## Task prompt
Every line of the entries below that includes "SessionSettings" belongs in the answer, copied as written.

== Data to process ==

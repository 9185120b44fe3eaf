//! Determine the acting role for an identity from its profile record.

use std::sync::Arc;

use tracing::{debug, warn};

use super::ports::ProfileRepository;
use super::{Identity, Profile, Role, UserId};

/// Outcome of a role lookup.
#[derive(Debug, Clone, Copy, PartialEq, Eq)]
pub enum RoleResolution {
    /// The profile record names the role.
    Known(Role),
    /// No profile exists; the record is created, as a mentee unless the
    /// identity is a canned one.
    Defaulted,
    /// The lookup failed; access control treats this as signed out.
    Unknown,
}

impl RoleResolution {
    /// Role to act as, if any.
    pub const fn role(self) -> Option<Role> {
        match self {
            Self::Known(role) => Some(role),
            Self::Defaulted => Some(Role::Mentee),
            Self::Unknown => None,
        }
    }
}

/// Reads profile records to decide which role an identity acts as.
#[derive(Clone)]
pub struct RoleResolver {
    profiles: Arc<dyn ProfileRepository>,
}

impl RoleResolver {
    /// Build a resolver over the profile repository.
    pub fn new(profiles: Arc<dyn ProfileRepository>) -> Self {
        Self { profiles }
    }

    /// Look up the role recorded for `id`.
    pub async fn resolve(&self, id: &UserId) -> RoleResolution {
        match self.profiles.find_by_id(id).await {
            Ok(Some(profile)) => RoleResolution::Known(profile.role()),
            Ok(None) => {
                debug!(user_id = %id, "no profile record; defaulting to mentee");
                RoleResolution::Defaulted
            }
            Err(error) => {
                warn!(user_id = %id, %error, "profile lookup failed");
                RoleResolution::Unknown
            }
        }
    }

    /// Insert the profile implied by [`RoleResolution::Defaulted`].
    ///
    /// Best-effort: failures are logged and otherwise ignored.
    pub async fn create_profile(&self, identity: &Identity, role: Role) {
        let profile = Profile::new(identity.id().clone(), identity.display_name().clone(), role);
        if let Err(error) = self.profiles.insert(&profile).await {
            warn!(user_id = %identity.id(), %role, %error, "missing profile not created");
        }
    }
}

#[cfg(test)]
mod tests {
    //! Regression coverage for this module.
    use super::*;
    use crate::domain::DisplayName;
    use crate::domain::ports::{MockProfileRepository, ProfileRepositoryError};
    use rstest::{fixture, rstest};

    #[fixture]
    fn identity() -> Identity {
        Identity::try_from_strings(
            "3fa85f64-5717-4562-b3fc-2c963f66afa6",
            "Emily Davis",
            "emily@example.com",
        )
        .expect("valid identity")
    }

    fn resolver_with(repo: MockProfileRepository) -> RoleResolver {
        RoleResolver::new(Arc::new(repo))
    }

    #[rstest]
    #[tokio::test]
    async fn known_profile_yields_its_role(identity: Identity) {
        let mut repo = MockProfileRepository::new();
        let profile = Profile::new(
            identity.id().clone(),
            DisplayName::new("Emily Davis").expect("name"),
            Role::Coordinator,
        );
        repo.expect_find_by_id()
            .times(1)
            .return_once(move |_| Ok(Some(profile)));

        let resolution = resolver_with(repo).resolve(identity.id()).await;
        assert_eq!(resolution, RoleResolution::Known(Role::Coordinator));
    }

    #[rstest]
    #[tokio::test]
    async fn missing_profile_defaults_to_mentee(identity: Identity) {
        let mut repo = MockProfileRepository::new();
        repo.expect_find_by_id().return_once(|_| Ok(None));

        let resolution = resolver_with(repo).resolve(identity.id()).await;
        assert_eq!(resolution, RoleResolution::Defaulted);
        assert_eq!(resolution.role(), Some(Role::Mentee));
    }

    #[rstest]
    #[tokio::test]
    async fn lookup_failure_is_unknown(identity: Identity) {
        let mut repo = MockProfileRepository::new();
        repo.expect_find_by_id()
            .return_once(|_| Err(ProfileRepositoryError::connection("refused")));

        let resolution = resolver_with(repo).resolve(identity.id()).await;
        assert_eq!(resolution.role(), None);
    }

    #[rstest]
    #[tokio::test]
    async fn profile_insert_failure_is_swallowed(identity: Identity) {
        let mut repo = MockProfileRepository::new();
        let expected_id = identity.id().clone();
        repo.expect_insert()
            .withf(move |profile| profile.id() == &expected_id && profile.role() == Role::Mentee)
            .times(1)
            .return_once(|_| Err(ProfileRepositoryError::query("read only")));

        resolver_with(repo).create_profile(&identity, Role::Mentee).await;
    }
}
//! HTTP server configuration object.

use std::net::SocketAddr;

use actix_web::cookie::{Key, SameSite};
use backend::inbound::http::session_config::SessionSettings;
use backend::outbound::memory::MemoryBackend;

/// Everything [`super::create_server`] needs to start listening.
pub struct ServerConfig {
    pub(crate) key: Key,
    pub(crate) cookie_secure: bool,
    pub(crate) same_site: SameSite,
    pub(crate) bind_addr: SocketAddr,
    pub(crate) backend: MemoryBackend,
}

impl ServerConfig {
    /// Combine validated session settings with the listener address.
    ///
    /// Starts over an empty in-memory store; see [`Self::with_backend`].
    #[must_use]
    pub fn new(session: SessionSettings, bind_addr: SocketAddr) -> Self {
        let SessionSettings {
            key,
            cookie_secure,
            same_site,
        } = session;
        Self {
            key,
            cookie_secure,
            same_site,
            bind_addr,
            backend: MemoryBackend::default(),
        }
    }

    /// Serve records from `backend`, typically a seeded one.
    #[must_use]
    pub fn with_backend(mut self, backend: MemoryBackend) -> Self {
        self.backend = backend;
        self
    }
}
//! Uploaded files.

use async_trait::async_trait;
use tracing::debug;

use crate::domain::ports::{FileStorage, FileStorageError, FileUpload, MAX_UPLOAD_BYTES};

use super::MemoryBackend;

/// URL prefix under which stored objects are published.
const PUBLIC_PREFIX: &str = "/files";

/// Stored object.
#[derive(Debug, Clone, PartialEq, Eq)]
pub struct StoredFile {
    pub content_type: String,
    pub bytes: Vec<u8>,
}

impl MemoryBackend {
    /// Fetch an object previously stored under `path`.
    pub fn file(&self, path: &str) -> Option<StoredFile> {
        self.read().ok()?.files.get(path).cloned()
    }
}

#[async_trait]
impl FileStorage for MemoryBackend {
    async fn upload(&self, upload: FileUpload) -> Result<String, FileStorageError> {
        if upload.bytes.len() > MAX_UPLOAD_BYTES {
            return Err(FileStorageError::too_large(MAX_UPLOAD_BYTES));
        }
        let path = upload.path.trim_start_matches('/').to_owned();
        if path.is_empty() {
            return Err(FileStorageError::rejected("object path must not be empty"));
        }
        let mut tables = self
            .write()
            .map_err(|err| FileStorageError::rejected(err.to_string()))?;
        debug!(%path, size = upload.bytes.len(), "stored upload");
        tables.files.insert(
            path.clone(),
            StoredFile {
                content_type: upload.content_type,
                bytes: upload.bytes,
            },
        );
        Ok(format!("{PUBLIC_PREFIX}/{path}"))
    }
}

===

## Result of the exercise
use backend::inbound::http::session_config::SessionSettings;
    pub fn new(session: SessionSettings, bind_addr: SocketAddr) -> Self {
        let SessionSettings {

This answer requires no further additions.